Расцвет русской усадьбы приходится на вторую половину XVIII — первые годы XIX века. Интенсивное усадебное строительство началось после обнародования «закона о вольности дворянской» в 1763 году. Дворяне, которые изначально так назывались именно потому, что служили при дворе, теперь получили право не служить и удалились в свои имения, где и начали обустраиваться, проявляя порой и незаурядный художественный вкус. Им было скучно, они увлеклись искусством в целом, и театром в частности.
Во многих произведениях русской литературы XIX века встречается этот образ — дворянский дом с белыми колоннами, к которому ведёт аллея, затенённая ветвями лип или берез. «Дворянские гнёзда» мы видим и в произведениях Тургенева, и в пронзительных романах Куприна, и в грустных и ироничных пьесах Чехова, и в ностальгических рассказах Набокова. Чехов, как и Тургенев, и Бунин, предчувствовал предстоящий в будущем упадок усадьбы. В пьесе "Вишневый сад" Антон Чехов изобразил русскую аристократию обреченной и вырождающейся. На место увязших в долгах, не способных прагматично мыслить дворян приходит новый человек — купец, предприимчивый и современный. В пьесе им стал Ермолай Лопахин, который предложил хозяйке усадьбы Любови Раневской «вишневый сад и землю по реке разбить на дачные участки и отдавать потом в аренду под дачи». Раневская решительно отвергла предложение Лопахина, хотя оно принесло бы огромную прибыль и помогло бы расплатиться с долгами. Чехов показывает читателям: пришло новое время, в котором царствует экономика и чистый расчет. А аристократы с тонкой душевной организацией доживают свой век и скоро исчезнут. Но это потом. Как все начиналось?
Начало бурного усадебного строительства совпало с эпохой правления Петра I, который оказал огромное влияние на формирование дворянского сословия в России. Собственно, именно благодаря его реформам все бывшие служилые люди, придворные и бояре были объединены в одну социальную группу под названием «дворянство». Этимология слова – двор, т.е. окружение монарха. А принятая им Табель о рангах упразднила внутрисословное противоречие, которое раньше предполагало деление на боярских и служилых дворян. Одновременно с этим и завершилось то самое закрепощение крестьян, которых теперь официально можно было продавать.
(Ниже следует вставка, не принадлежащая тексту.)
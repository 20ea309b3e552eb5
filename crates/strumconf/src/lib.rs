//! Configuration loading for strum.
//!
//! # Usage
//!
//! ```rust,no_run
//! use strumconf::StrumConfig;
//!
//! let config = StrumConfig::load().expect("Failed to load config");
//! println!("tempo: {} bpm", config.playback.tempo_bpm);
//! println!("strum spacing: {}s", config.guitar.time_per_string);
//! ```
//!
//! # Config File Locations
//!
//! Files are loaded in order (later wins, key by key):
//! 1. `/etc/strum/config.toml` (system)
//! 2. `~/.config/strum/config.toml` (user)
//! 3. `./strum.toml` (local override, or a path given on the command line)
//! 4. Environment variables (`STRUM_*`, `RUST_LOG`)
//!
//! # Example Config
//!
//! ```toml
//! [playback]
//! tempo_bpm = 144
//! lookahead_secs = 1.0
//! processing_margin_secs = 0.1
//!
//! [guitar]
//! time_per_string = 0.0625
//! strength = 0.8
//! chord_spacing_secs = 1.0
//!
//! [midi]
//! port = "FluidSynth"
//! channel = 0
//!
//! [telemetry]
//! log_level = "info"
//! ```

pub mod loader;
pub mod sections;

pub use loader::{discover_config_files_with_override, ConfigSources};
pub use sections::{GuitarConfig, MidiConfig, PlaybackConfig, TelemetryConfig};

use serde::{Deserialize, Serialize};
use std::path::{Path, PathBuf};
use thiserror::Error;

/// Configuration loading errors.
#[derive(Debug, Error)]
pub enum ConfigError {
    #[error("Failed to read config file {path}: {source}")]
    FileRead {
        path: PathBuf,
        source: std::io::Error,
    },

    #[error("Failed to parse config file {path}: {message}")]
    Parse { path: PathBuf, message: String },
}

/// Complete strum configuration.
#[derive(Debug, Clone, PartialEq, Default, Serialize, Deserialize)]
pub struct StrumConfig {
    #[serde(default)]
    pub playback: PlaybackConfig,

    #[serde(default)]
    pub guitar: GuitarConfig,

    #[serde(default)]
    pub midi: MidiConfig,

    #[serde(default)]
    pub telemetry: TelemetryConfig,
}

impl StrumConfig {
    /// Load configuration from all sources.
    ///
    /// Load order (later wins):
    /// 1. Compiled defaults
    /// 2. `/etc/strum/config.toml`
    /// 3. `~/.config/strum/config.toml`
    /// 4. `./strum.toml`
    /// 5. Environment variables
    pub fn load() -> Result<Self, ConfigError> {
        let (config, _sources) = Self::load_with_sources_from(None)?;
        Ok(config)
    }

    /// Load configuration with `config_path` in place of `./strum.toml`.
    pub fn load_from(config_path: Option<&Path>) -> Result<Self, ConfigError> {
        let (config, _sources) = Self::load_with_sources_from(config_path)?;
        Ok(config)
    }

    /// Load configuration and return information about sources.
    pub fn load_with_sources() -> Result<(Self, ConfigSources), ConfigError> {
        Self::load_with_sources_from(None)
    }

    /// Load configuration from optional path and return information about sources.
    pub fn load_with_sources_from(
        config_path: Option<&Path>,
    ) -> Result<(Self, ConfigSources), ConfigError> {
        let files = loader::discover_config_files_with_override(config_path);
        Self::load_layers(&files, |key| std::env::var(key).ok())
    }

    /// Apply `files` in order over the defaults, then the variables that
    /// `env` resolves.
    pub fn load_layers<F>(files: &[PathBuf], env: F) -> Result<(Self, ConfigSources), ConfigError>
    where
        F: Fn(&str) -> Option<String>,
    {
        let mut sources = ConfigSources::default();
        let mut config = StrumConfig::default();

        for path in files {
            loader::apply_file(&mut config, path)?;
            sources.files.push(path.clone());
        }

        loader::apply_env_overrides(&mut config, &mut sources, env);

        Ok((config, sources))
    }

    /// Serialize config to TOML string.
    pub fn to_toml(&self) -> String {
        let mut output = String::new();

        output.push_str("# strum configuration\n\n");

        output.push_str("[playback]\n");
        output.push_str(&format!("tempo_bpm = {:?}\n", self.playback.tempo_bpm));
        output.push_str(&format!(
            "lookahead_secs = {:?}\n",
            self.playback.lookahead_secs
        ));
        output.push_str(&format!(
            "processing_margin_secs = {:?}\n",
            self.playback.processing_margin_secs
        ));

        output.push_str("\n[guitar]\n");
        output.push_str(&format!(
            "time_per_string = {:?}\n",
            self.guitar.time_per_string
        ));
        output.push_str(&format!("strength = {:?}\n", self.guitar.strength));
        output.push_str(&format!(
            "chord_spacing_secs = {:?}\n",
            self.guitar.chord_spacing_secs
        ));

        output.push_str("\n[midi]\n");
        output.push_str(&format!("port = {:?}\n", self.midi.port));
        output.push_str(&format!("channel = {}\n", self.midi.channel));

        output.push_str("\n[telemetry]\n");
        output.push_str(&format!("log_level = {:?}\n", self.telemetry.log_level));

        output
    }
}
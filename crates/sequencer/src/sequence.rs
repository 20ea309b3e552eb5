//! The sequence container and its transformations.

use std::cmp::Ordering;

use channel::Channel;
use serde::Serialize;
use tonal::{Scale, Tone};
use tracing::{debug, trace};

use crate::note::{Note, SequenceNote};
use crate::pacing::{Pacing, Sleeper, ThreadSleeper};
use crate::rhythm::Rhythm;
use crate::{Result, SequenceError};

/// Notes ordered by beat, with the tempo that places them in time.
#[derive(Debug, Clone, PartialEq, Serialize)]
pub struct Sequence {
    notes: Vec<SequenceNote>,
    rhythm: Rhythm,
}

fn by_beat(a: &SequenceNote, b: &SequenceNote) -> Ordering {
    a.beat
        .total_cmp(&b.beat)
        .then(a.note.duration().total_cmp(&b.note.duration()))
        .then(a.note.strength().total_cmp(&b.note.strength()))
}

impl Sequence {
    pub fn new(rhythm: Rhythm) -> Self {
        Sequence {
            notes: Vec::new(),
            rhythm,
        }
    }

    pub fn rhythm(&self) -> Rhythm {
        self.rhythm
    }

    pub fn notes(&self) -> &[SequenceNote] {
        &self.notes
    }

    pub fn len(&self) -> usize {
        self.notes.len()
    }

    pub fn is_empty(&self) -> bool {
        self.notes.is_empty()
    }

    /// Beat right after the last note: where [`Sequence::append`] puts the
    /// next one.
    pub fn next_beat(&self) -> f64 {
        self.notes.last().map_or(0.0, SequenceNote::end_beat)
    }

    /// Length of the sequence in seconds at its own tempo.
    pub fn duration_secs(&self) -> f64 {
        let end = self
            .notes
            .iter()
            .map(SequenceNote::end_beat)
            .fold(0.0, f64::max);
        end / self.rhythm.beats_per_second()
    }

    pub fn append(&mut self, note: Note) {
        let beat = self.next_beat();
        self.notes.push(SequenceNote::new(beat, note));
    }

    /// Copy `other`'s notes onto the end of this sequence.
    ///
    /// Beats and durations are rescaled by the ratio of the two tempos so
    /// the appended block keeps its length in seconds.
    pub fn append_sequence(&mut self, other: &Sequence) {
        let ratio = self.rhythm.beats_per_second() / other.rhythm.beats_per_second();
        let offset = self.next_beat();
        self.notes.extend(
            other
                .notes
                .iter()
                .map(|sn| SequenceNote::new(offset + sn.beat * ratio, sn.note.scaled(ratio))),
        );
        debug!(
            appended = other.len(),
            ratio, offset, "appended sequence"
        );
    }

    /// Add a note at its own beat, keeping beat order. Ties go by duration
    /// and then strength; equal notes are both kept.
    pub fn insert(&mut self, note: SequenceNote) {
        self.notes.push(note);
        self.notes.sort_by(by_beat);
    }

    /// Mirror the notes in time: each beat becomes `max_beat - beat`.
    ///
    /// Reversing twice gives back dyadic beats (quarters, eighths) exactly;
    /// other fractions may move by a few ulps of `max_beat`.
    pub fn reverse(&mut self) {
        let Some(max_beat) = self.notes.iter().map(|sn| sn.beat).reduce(f64::max) else {
            return;
        };
        for sn in &mut self.notes {
            sn.beat = max_beat - sn.beat;
        }
        self.notes.sort_by(by_beat);
    }

    /// Invert the melody within its own range, counting steps along
    /// `reference`.
    ///
    /// The lowest and highest tones present swap places and everything in
    /// between mirrors around them. Nothing changes if any tone, or its
    /// mirror image, falls outside `reference`.
    pub fn flip(&mut self, reference: &Scale) -> Result<()> {
        let lowest = self.notes.iter().map(|sn| sn.note.tone()).min();
        let highest = self.notes.iter().map(|sn| sn.note.tone()).max();
        let (Some(lowest), Some(highest)) = (lowest, highest) else {
            return Err(SequenceError::EmptySequence);
        };

        let position = |tone: Tone| {
            reference
                .position(tone)
                .ok_or(SequenceError::ToneNotInScale { tone })
        };
        let pivot = position(lowest)? + position(highest)?;

        let flipped = self
            .notes
            .iter()
            .map(|sn| {
                let tone = sn.note.tone();
                pivot
                    .checked_sub(position(tone)?)
                    .and_then(|p| reference.tones().get(p).copied())
                    .ok_or(SequenceError::ToneNotInScale { tone })
            })
            .collect::<Result<Vec<Tone>>>()?;

        for (sn, tone) in self.notes.iter_mut().zip(flipped) {
            sn.note = sn.note.retuned(tone);
        }
        Ok(())
    }

    /// [`Sequence::flip`] against twelve chromatic octaves from c0.
    pub fn flip_chromatic(&mut self) -> Result<()> {
        self.flip(&Scale::chromatic_reference())
    }

    fn times(&self, start_time: f64, sn: &SequenceNote) -> (f64, f64) {
        let bps = self.rhythm.beats_per_second();
        (
            start_time + sn.beat / bps,
            start_time + sn.end_beat() / bps,
        )
    }

    /// Send every note to `channel` and return without waiting.
    pub fn play(&self, start_time: f64, channel: &mut dyn Channel) -> Result<()> {
        debug!(notes = self.len(), start_time, "playing sequence");
        for sn in &self.notes {
            let (start, end) = self.times(start_time, sn);
            trace!(start, end, tone = %sn.note.tone(), "note");
            channel.play_note(start, end, sn.note.tone(), sn.note.strength())?;
        }
        Ok(())
    }

    /// Send the notes no further ahead of the channel clock than `pacing`
    /// allows, sleeping the thread in between, and return once the last
    /// note has ended.
    pub fn play_and_wait(
        &self,
        start_time: f64,
        channel: &mut dyn Channel,
        pacing: &Pacing,
    ) -> Result<()> {
        self.play_and_wait_with(start_time, channel, pacing, &mut ThreadSleeper)
    }

    /// [`Sequence::play_and_wait`] with a caller-supplied sleeper.
    pub fn play_and_wait_with(
        &self,
        start_time: f64,
        channel: &mut dyn Channel,
        pacing: &Pacing,
        sleeper: &mut dyn Sleeper,
    ) -> Result<()> {
        debug!(notes = self.len(), start_time, "playing sequence and waiting");

        let mut horizon = channel.now() + pacing.window();
        let mut last_end = None;

        for sn in &self.notes {
            let (start, end) = self.times(start_time, sn);
            trace!(start, end, tone = %sn.note.tone(), "note");
            channel.play_note(start, end, sn.note.tone(), sn.note.strength())?;
            last_end = Some(end);

            if end > horizon {
                let delta = horizon - channel.now();
                if delta > 0.0 {
                    sleeper.sleep(delta);
                }
                horizon = channel.now() + pacing.window();
            }
        }

        if let Some(end) = last_end {
            let delta = end - channel.now();
            if delta > 0.0 {
                sleeper.sleep(delta);
            }
        }
        debug!("sequence finished");
        Ok(())
    }
}
//! Chord qualities and chords drawn from scales.

use std::fmt;
use std::hash::{Hash, Hasher};

use crate::scale::Scale;
use crate::tone::{Tone, TONES_PER_OCTAVE};
use crate::{Result, TonalError};

/// A chord quality: positions in a scale's tone list, not semitone offsets.
pub struct ChordPattern {
    pub name: &'static str,
    pub degrees: &'static [usize],
}

impl ChordPattern {
    const fn new(name: &'static str, degrees: &'static [usize]) -> Self {
        Self { name, degrees }
    }
}

/// All recognized chord qualities.
pub static CHORD_QUALITIES: &[ChordPattern] = &[
    ChordPattern::new("3rd", &[0, 2]),
    ChordPattern::new("dim", &[0, 2, 3]),
    ChordPattern::new("5th", &[0, 2, 4]),
    ChordPattern::new("aug", &[0, 2, 5]),
    ChordPattern::new("dim7th", &[0, 2, 3, 5]),
    ChordPattern::new("7th", &[0, 2, 4, 6]),
    ChordPattern::new("aug7th", &[0, 2, 5, 7]),
    ChordPattern::new("9th", &[0, 2, 4, 6, 8]),
    ChordPattern::new("11th", &[0, 2, 4, 6, 8, 10]),
];

fn lookup(name: &str) -> Result<&'static ChordPattern> {
    CHORD_QUALITIES
        .iter()
        .find(|q| q.name == name)
        .ok_or_else(|| TonalError::UnknownChordQuality(name.to_string()))
}

/// Scale degrees for a named chord quality.
pub fn chord_pattern(name: &str) -> Result<&'static [usize]> {
    lookup(name).map(|q| q.degrees)
}

pub fn chord_quality_names() -> impl Iterator<Item = &'static str> {
    CHORD_QUALITIES.iter().map(|q| q.name)
}

/// Tones picked out of a scale by a chord quality, repeated per octave.
#[derive(Clone)]
pub struct Chord {
    scale: Scale,
    quality: &'static ChordPattern,
    octaves: u32,
    tones: Vec<Tone>,
}

impl Chord {
    pub fn new(scale: Scale, quality: &str, octaves: u32) -> Result<Self> {
        let quality = lookup(quality)?;
        let mut tones = Vec::with_capacity(quality.degrees.len() * octaves as usize);

        for octave in 0..octaves {
            for &degree in quality.degrees {
                let base = scale.tones().get(degree).copied().ok_or_else(|| {
                    TonalError::DegreeOutOfRange {
                        quality: quality.name.to_string(),
                        degree,
                        len: scale.tones().len(),
                    }
                })?;
                tones.push(base + TONES_PER_OCTAVE * octave);
            }
        }

        Ok(Chord {
            scale,
            quality,
            octaves,
            tones,
        })
    }

    pub fn scale(&self) -> &Scale {
        &self.scale
    }

    pub fn quality(&self) -> &'static str {
        self.quality.name
    }

    pub fn octaves(&self) -> u32 {
        self.octaves
    }

    pub fn tones(&self) -> &[Tone] {
        &self.tones
    }

    pub fn root(&self) -> Tone {
        self.scale.tonic()
    }
}

impl fmt::Debug for Chord {
    fn fmt(&self, f: &mut fmt::Formatter<'_>) -> fmt::Result {
        f.debug_struct("Chord")
            .field("scale", &self.scale)
            .field("quality", &self.quality.name)
            .field("octaves", &self.octaves)
            .field("tones", &self.tones)
            .finish()
    }
}

impl PartialEq for Chord {
    fn eq(&self, other: &Self) -> bool {
        self.scale == other.scale && self.quality.name == other.quality.name
    }
}

impl Eq for Chord {}

impl Hash for Chord {
    fn hash<H: Hasher>(&self, state: &mut H) {
        self.scale.hash(state);
        self.quality.name.hash(state);
    }
}

impl fmt::Display for Chord {
    fn fmt(&self, f: &mut fmt::Formatter<'_>) -> fmt::Result {
        write!(f, "{}:{}", self.scale, self.quality.name)
    }
}
//! Scoped channel ownership.

use std::ops::{Deref, DerefMut};

use tracing::{debug, warn};

use crate::{Channel, ChannelError};

/// Holds a channel for the duration of a piece of work.
///
/// Closing the session sends `all_notes_off` and then `release`. Call
/// [`Session::finish`] to see failures; a session that is simply dropped
/// (early return, `?`, panic) closes itself and logs them instead.
pub struct Session<C: Channel> {
    channel: C,
    closed: bool,
}

impl<C: Channel> Session<C> {
    pub fn new(channel: C) -> Self {
        debug!("channel session opened");
        Session {
            channel,
            closed: false,
        }
    }

    /// Close the session, reporting the first failure.
    pub fn finish(mut self) -> crate::Result<()> {
        self.close()
    }

    fn close(&mut self) -> crate::Result<()> {
        if self.closed {
            return Ok(());
        }
        self.closed = true;

        let off = self.channel.all_notes_off();
        let released = self.channel.release();
        debug!("channel session closed");
        off.and(released)
    }
}

impl<C: Channel> Deref for Session<C> {
    type Target = C;

    fn deref(&self) -> &C {
        &self.channel
    }
}

impl<C: Channel> DerefMut for Session<C> {
    fn deref_mut(&mut self) -> &mut C {
        &mut self.channel
    }
}

impl<C: Channel> Drop for Session<C> {
    fn drop(&mut self) {
        if let Err(e) = self.close() {
            warn!("failed to close channel session: {}", e);
        }
    }
}

/// Run `f` against `channel` inside a session.
///
/// The session is finished on success; on error (or panic) it is closed
/// by its drop, and `f`'s error wins over any close failure.
pub fn with_session<C, T, E, F>(channel: C, f: F) -> Result<T, E>
where
    C: Channel,
    E: From<ChannelError>,
    F: FnOnce(&mut C) -> Result<T, E>,
{
    let mut session = Session::new(channel);
    let value = f(&mut session)?;
    session.finish()?;
    Ok(value)
}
Т.е дворянам дали право жить где и как хочется. И одновременно закрепили крестьян за их землями и собственно персонами.
Расцвету дворянства способствовала и активная раздача земель, которые первый глава Российской империи жаловал своим приближённым. То есть укрепление дворянского землевладения происходило не только за счет политических решений, но и территориально — путём расширения. Всего за время правления Петра Алексеевича было роздано 273 волости, более 43 тысяч дворов и 175 тысяч крестьян. Все эти земли впоследствии начали застраиваться усадьбами.
Поэтому-то «Золотой век» дворянства и пришёлся на вторую половину XVIII столетия. Согласно манифесту Петра «О даровании вольности и свободы всему российскому дворянству», дворяне освобождались от обязательной службы, а значит, не были привязаны к месту службы, которой не было и у них появлялось огромное количество свободного времени.
Во времена правления Екатерины II курс на укрепление и «вольность» дворянства был продолжен. Именно эта просвещённая русская императрица сделала дворянское сословие по-настоящему привилегированным, наделив дворян обширными личными, экономическими и имущественными правами и введя дворянское самоуправление.
Многие усадьбы, возведенные в те времена, сохранились до наших дней. В окрестностях Санкт-Петербурга до сих пор можно увидеть знаменитую старинную усадьбу конца XVIII века в деревне Рождествено, которую описал Набоков в своем романе «Машенька».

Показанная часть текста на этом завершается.